ROS (reactive oxygen species) production by complex I in the cell

The electron transport chain in mitochondria is a significant source of cellular ROS. Historically, respiratory complexes I and III have been considered two major sources of superoxide and H2O2 in mitochondria, with their relative contributions, determined by the effects of appropriate inhibitors, being tissue-specific [13]. However, there is mounting evidence that complex I produces most of the ROS generated in intact mammalian mitochondria in vitro [46], suggesting that ROS generation by complex III is of limited physiological importance [7,8]. Although there are numerous complex cellular mechanisms in place to help minimize the harmful effects of ROS [9,10], intracellular ROS production is implicated in many mitochondrial pathologies. The free radical theory of aging proposes that it is a major determinant of life span [11,12] through the accumulation of damage to mitochondrial proteins, lipids and DNA [13,14].

It is difficult to draw direct causative connections between increased ROS production by a specific enzyme and a pathological effect. Even when a mitochondrial defect can be attributed to complex I, it is hard to determine whether the effects observed arise from a loss of complex I activity, an increase in its ROS production, or both. Robinson and co-workers have provided evidence that complex I deficiency is associated with the excessive production of hydroxyl radicals in a host of mitochondrial pathologies, including fatal infantile lactic acidosis, cardiomyopathy with cataracts, Leigh's disease, cataracts and developmental delay, and lactic acidaemia in the neonatal period followed by mild symptoms [1517]. Similarly, when superoxide production and complex I activity were compared quantitatively in cultured skin fibroblasts from 7 control subjects and 21 children with inherited isolated complex I deficiency, superoxide production was significantly increased in all but two of the deficient cell lines, and an inverse relationship between superoxide production and enzyme activity was observed [18]. Sherer et al. [19] investigated oxidative stress as a mechanism for rotenone toxicity in models relevant to Parkinson's disease, and suggested that complex I-mediated oxidative damage, rather than rotenone-induced ATP depletion, is responsible for the rotenone-induced degeneration of dopaminergic neurons. Furthermore, it has been proposed that the decreased activity of complex I in brain mitochondria from Parkinson's subjects results directly from oxidative damage to its subunits [20].

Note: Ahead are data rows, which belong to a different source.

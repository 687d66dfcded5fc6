//! End-to-end tests for the scaffold workflow
//!
//! A fixture cloner copies a template tree (with a fake `.git`) into the
//! destination so the whole run can be exercised without network or git.

use scaffolder_core::config::{self, Question};
use scaffolder_core::prompt::default_answer;
use scaffolder_core::{
    AnswerSet, CloneResult, DefaultsPrompter, PresetStore, Prompter, RepoCloner, ScaffoldError,
    Scaffolder, Settings,
};
use serde_json::{json, Value};
use std::fs;
use std::path::{Path, PathBuf};
use tempfile::TempDir;

const SOURCE: &str = "https://example.com/acme/web-template.git";

const DESCRIPTOR: &str = r#"
prompts:
  - name: name
    message: "Project name"
    default: "{{dir_name}}"
  - name: author
    message: "Author"
  - name: license
    type: select
    choices: [MIT, Apache-2.0]
"#;

/// Copies a template tree into the destination, `.git` included
struct FixtureCloner {
    template: PathBuf,
}

impl RepoCloner for FixtureCloner {
    async fn clone_repo(
        &self,
        source: &str,
        destination: &Path,
    ) -> scaffolder_core::Result<CloneResult> {
        copy_tree(&self.template, destination)?;
        Ok(CloneResult {
            source: source.to_string(),
            destination: destination.to_path_buf(),
        })
    }
}

fn copy_tree(from: &Path, to: &Path) -> std::io::Result<()> {
    fs::create_dir_all(to)?;
    for entry in fs::read_dir(from)? {
        let entry = entry?;
        let target = to.join(entry.file_name());
        if entry.file_type()?.is_dir() {
            copy_tree(&entry.path(), &target)?;
        } else {
            fs::copy(entry.path(), &target)?;
        }
    }
    Ok(())
}

/// Answers from a script, falling back to defaults; records what was asked
#[derive(Default)]
struct Scripted {
    answers: AnswerSet,
    asked: Vec<Question>,
}

impl Scripted {
    fn with(answers: Value) -> Self {
        Self {
            answers: answers.as_object().cloned().unwrap_or_default(),
            asked: Vec::new(),
        }
    }

    fn default_for(&self, name: &str) -> Option<&Value> {
        self.asked
            .iter()
            .find(|q| q.name == name)
            .and_then(|q| q.default.as_ref())
    }
}

impl Prompter for Scripted {
    fn ask(&mut self, questions: &[Question]) -> scaffolder_core::Result<AnswerSet> {
        self.asked.extend(questions.iter().cloned());
        Ok(questions
            .iter()
            .map(|q| {
                let value = self
                    .answers
                    .get(&q.name)
                    .cloned()
                    .unwrap_or_else(|| default_answer(q));
                (q.name.clone(), value)
            })
            .collect())
    }
}

struct Fixture {
    _root: TempDir,
    template: PathBuf,
    work: PathBuf,
    settings: Settings,
}

impl Fixture {
    fn new(descriptor: Option<&str>) -> Self {
        let root = TempDir::new().unwrap();
        let template = root.path().join("template");
        let work = root.path().join("work");
        fs::create_dir_all(template.join(".git/refs")).unwrap();
        fs::create_dir_all(template.join("src")).unwrap();
        fs::create_dir_all(&work).unwrap();

        fs::write(template.join(".git/HEAD"), "ref: refs/heads/main\n").unwrap();
        fs::write(template.join("README.md.hbs"), "# {{name}}\n\nBy {{author}}\n").unwrap();
        fs::write(template.join("LICENSE.hbs"), "{{license}}\n").unwrap();
        fs::write(template.join("_layout.hbs"), "{{{{raw}}}}{{body}}{{{{/raw}}}} for {{name}}").unwrap();
        fs::write(template.join("src/main.rs.hbs"), "// {{name}}\nfn main() {}\n").unwrap();
        fs::write(template.join("static.txt"), "{{untouched}}").unwrap();
        if let Some(descriptor) = descriptor {
            fs::write(template.join("scaffold.config.yaml"), descriptor).unwrap();
        }

        let settings = Settings::new(root.path().join("presets"));
        Self {
            _root: root,
            template,
            work,
            settings,
        }
    }

    fn cloner(&self) -> FixtureCloner {
        FixtureCloner {
            template: self.template.clone(),
        }
    }

    fn store(&self) -> PresetStore {
        PresetStore::from_settings(&self.settings)
    }

    async fn run<P: Prompter>(
        &self,
        dir: &str,
        prompter: P,
        overrides: &AnswerSet,
    ) -> scaffolder_core::Result<AnswerSet> {
        let mut scaffolder = Scaffolder::new(self.settings.clone(), self.cloner(), prompter);
        scaffolder.run(SOURCE, &self.work.join(dir), overrides).await
    }
}

fn hbs_files(dir: &Path) -> Vec<PathBuf> {
    let mut found = Vec::new();
    let mut stack = vec![dir.to_path_buf()];
    while let Some(current) = stack.pop() {
        for entry in fs::read_dir(&current).unwrap() {
            let path = entry.unwrap().path();
            if path.is_dir() {
                stack.push(path);
            } else if path.extension().is_some_and(|e| e == "hbs") {
                found.push(path);
            }
        }
    }
    found
}

fn object(value: Value) -> AnswerSet {
    value.as_object().cloned().unwrap()
}

#[tokio::test]
async fn test_scaffold_renders_tree() {
    let fixture = Fixture::new(Some(DESCRIPTOR));
    let answers = fixture
        .run("my-app", Scripted::with(json!({ "author": "Ada" })), &AnswerSet::new())
        .await
        .unwrap();

    let project = fixture.work.join("my-app");
    assert_eq!(answers.get("name"), Some(&json!("my-app")));
    assert_eq!(answers.get("license"), Some(&json!("MIT")));

    assert!(!project.join(".git").exists());
    assert!(!project.join("scaffold.config.yaml").exists());
    assert_eq!(
        fs::read_to_string(project.join("README.md")).unwrap(),
        "# my-app\n\nBy Ada\n"
    );
    assert_eq!(fs::read_to_string(project.join("LICENSE")).unwrap(), "MIT\n");
    assert_eq!(
        fs::read_to_string(project.join("src/main.rs")).unwrap(),
        "// my-app\nfn main() {}\n"
    );
    assert_eq!(
        fs::read_to_string(project.join("layout.hbs")).unwrap(),
        "{{body}} for my-app"
    );
    assert_eq!(fs::read_to_string(project.join("static.txt")).unwrap(), "{{untouched}}");

    // Only renamed underscore files keep the suffix
    assert_eq!(hbs_files(&project), vec![project.join("layout.hbs")]);
}

#[tokio::test]
async fn test_answers_saved_and_offered_next_run() {
    let fixture = Fixture::new(Some(DESCRIPTOR));
    fixture
        .run(
            "first",
            Scripted::with(json!({ "author": "Ada", "license": "Apache-2.0" })),
            &AnswerSet::new(),
        )
        .await
        .unwrap();

    let saved = fixture.store().read(SOURCE);
    assert_eq!(saved.get("author"), Some(&json!("Ada")));
    assert_eq!(saved.get("license"), Some(&json!("Apache-2.0")));

    let mut second = Scripted::default();
    fixture
        .run("second", &mut second, &AnswerSet::new())
        .await
        .unwrap();

    // Saved answers fill questions without a default of their own
    assert_eq!(second.default_for("author"), Some(&json!("Ada")));
    assert_eq!(second.default_for("license"), Some(&json!("Apache-2.0")));
    assert_eq!(second.default_for("name"), Some(&json!("second")));
    assert_eq!(
        fs::read_to_string(fixture.work.join("second/README.md")).unwrap(),
        "# second\n\nBy Ada\n"
    );
}

#[tokio::test]
async fn test_listed_keys_only_saved() {
    let descriptor = format!("{}\nsavePreset: [author, missing]\n", DESCRIPTOR);
    let fixture = Fixture::new(Some(&descriptor));
    fixture
        .run("app", Scripted::with(json!({ "author": "Ada" })), &AnswerSet::new())
        .await
        .unwrap();

    let saved = fixture.store().read(SOURCE);
    assert_eq!(saved, object(json!({ "author": "Ada" })));
}

#[tokio::test]
async fn test_presets_disabled() {
    let descriptor = format!("{}\nsave_preset: false\n", DESCRIPTOR);
    let fixture = Fixture::new(Some(&descriptor));
    let path = fixture
        .store()
        .save(SOURCE, &object(json!({ "author": "Stale" })))
        .unwrap();
    let before = fs::read_to_string(&path).unwrap();

    let mut prompter = Scripted::default();
    let answers = fixture
        .run("app", &mut prompter, &AnswerSet::new())
        .await
        .unwrap();

    // Prompts still run, but the stored preset is neither offered nor rewritten
    assert_eq!(prompter.asked.len(), 3);
    assert_eq!(prompter.default_for("author"), None);
    assert_eq!(answers.get("author"), Some(&json!("")));
    assert_eq!(fs::read_to_string(&path).unwrap(), before);
}

#[tokio::test]
async fn test_presets_disabled_never_write() {
    let descriptor = format!("{}\nsave_preset: false\n", DESCRIPTOR);
    let fixture = Fixture::new(Some(&descriptor));
    fixture
        .run("app", DefaultsPrompter, &AnswerSet::new())
        .await
        .unwrap();

    assert!(!fixture.store().path_for(SOURCE).exists());
}

#[tokio::test]
async fn test_overrides_beat_preset() {
    let fixture = Fixture::new(Some(DESCRIPTOR));
    fixture
        .store()
        .save(SOURCE, &object(json!({ "author": "Old", "ci": "none" })))
        .unwrap();

    let overrides = object(json!({ "ci": "github", "author": "Cli" }));
    let mut prompter = Scripted::default();
    let answers = fixture.run("app", &mut prompter, &overrides).await.unwrap();

    assert_eq!(prompter.default_for("author"), Some(&json!("Cli")));
    assert_eq!(answers.get("ci"), Some(&json!("github")));

    let saved = fixture.store().read(SOURCE);
    assert_eq!(saved.get("ci"), Some(&json!("github")));
    assert_eq!(saved.get("author"), Some(&json!("Cli")));
}

#[tokio::test]
async fn test_no_descriptor_renders_overrides() {
    let fixture = Fixture::new(None);
    let overrides = object(json!({ "name": "bare", "author": "Bo", "license": "ISC" }));
    let mut prompter = Scripted::default();
    fixture.run("bare", &mut prompter, &overrides).await.unwrap();

    assert!(prompter.asked.is_empty());
    let project = fixture.work.join("bare");
    assert_eq!(
        fs::read_to_string(project.join("README.md")).unwrap(),
        "# bare\n\nBy Bo\n"
    );
    // Default policy keeps the answers
    assert_eq!(fixture.store().read(SOURCE).get("license"), Some(&json!("ISC")));
}

#[tokio::test]
async fn test_render_failure_still_removes_descriptor() {
    let fixture = Fixture::new(Some(DESCRIPTOR));
    fs::write(fixture.template.join("README.md.hbs"), "{{invalid").unwrap();

    let err = fixture
        .run("broken", DefaultsPrompter, &AnswerSet::new())
        .await
        .unwrap_err();

    let project = fixture.work.join("broken");
    match err {
        ScaffoldError::Render { path, .. } => assert!(path.ends_with("README.md.hbs")),
        other => panic!("unexpected error: {other}"),
    }
    assert!(!project.join("scaffold.config.yaml").exists());
    assert!(project.join("README.md.hbs").exists());
    assert!(!fixture.store().path_for(SOURCE).exists());
}

#[tokio::test]
async fn test_invalid_descriptor_is_reported() {
    let fixture = Fixture::new(Some("prompts:\n  - name: a\n  - name: a\n"));
    let err = fixture
        .run("dup", DefaultsPrompter, &AnswerSet::new())
        .await
        .unwrap_err();

    assert!(matches!(err, ScaffoldError::Descriptor { .. }));
    assert!(!fixture.work.join("dup/scaffold.config.yaml").exists());
}

#[test]
fn test_render_in_place_keeps_overrides_without_presets() {
    let dir = TempDir::new().unwrap();
    fs::write(
        dir.path().join("scaffold.config.yaml"),
        "save_preset: false\nprompts:\n  - name: author\n",
    )
    .unwrap();
    fs::write(dir.path().join("README.md.hbs"), "by [{{author}}]").unwrap();

    let settings = Settings::new(dir.path().join("presets"));
    let overrides = object(json!({ "author": "Bo" }));
    let mut scaffolder = Scaffolder::new(
        settings,
        FixtureCloner {
            template: dir.path().to_path_buf(),
        },
        DefaultsPrompter,
    );
    let answers = scaffolder.render_in_place(dir.path(), &overrides).unwrap();

    assert_eq!(answers.get("author"), Some(&json!("Bo")));
    assert_eq!(
        fs::read_to_string(dir.path().join("README.md")).unwrap(),
        "by [Bo]"
    );
    assert!(!dir.path().join("scaffold.config.yaml").exists());
}

#[test]
fn test_cleanup_missing_descriptor() {
    let dir = TempDir::new().unwrap();
    let settings = Settings::new(dir.path().join("presets"));
    assert!(config::cleanup(dir.path(), &settings).is_ok());
    assert!(config::cleanup(dir.path(), &settings).is_ok());
}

Two possible sites of oxygen reduction in complex I

The structure of the hydrophilic arm of complex I from Thermus thermophilus [21] provides the best current model for the structure of complex I from mitochondria (Figure 1). It shows that most of the cofactors in the enzyme are shielded from solvent, and therefore unlikely to react with molecular O2 at a significant rate. It is most likely that O2 accesses the ‘live’ parts of the enzyme at each end of the cofactor chain: either the flavin moiety or the quinone-binding site. There is evidence to support both possibilities, and of course they are not mutually exclusive.

Two possible sites of ROS production by complex I: the NADH and quinone-binding sites

Figure 1
Two possible sites of ROS production by complex I: the NADH and quinone-binding sites

The structure of the hydrophilic domain of complex I from T. thermophilus [21] is superimposed on the structure of complex I from E. coli determined by electron microscopy [39]. The iron–sulfur clusters are buried below the solvent-accessible surface. An enlarged view of the flavin site is shown in the inset, and the proposed quinone-binding site is indicated.

Figure 1
Two possible sites of ROS production by complex I: the NADH and quinone-binding sites

The structure of the hydrophilic domain of complex I from T. thermophilus [21] is superimposed on the structure of complex I from E. coli determined by electron microscopy [39]. The iron–sulfur clusters are buried below the solvent-accessible surface. An enlarged view of the flavin site is shown in the inset, and the proposed quinone-binding site is indicated.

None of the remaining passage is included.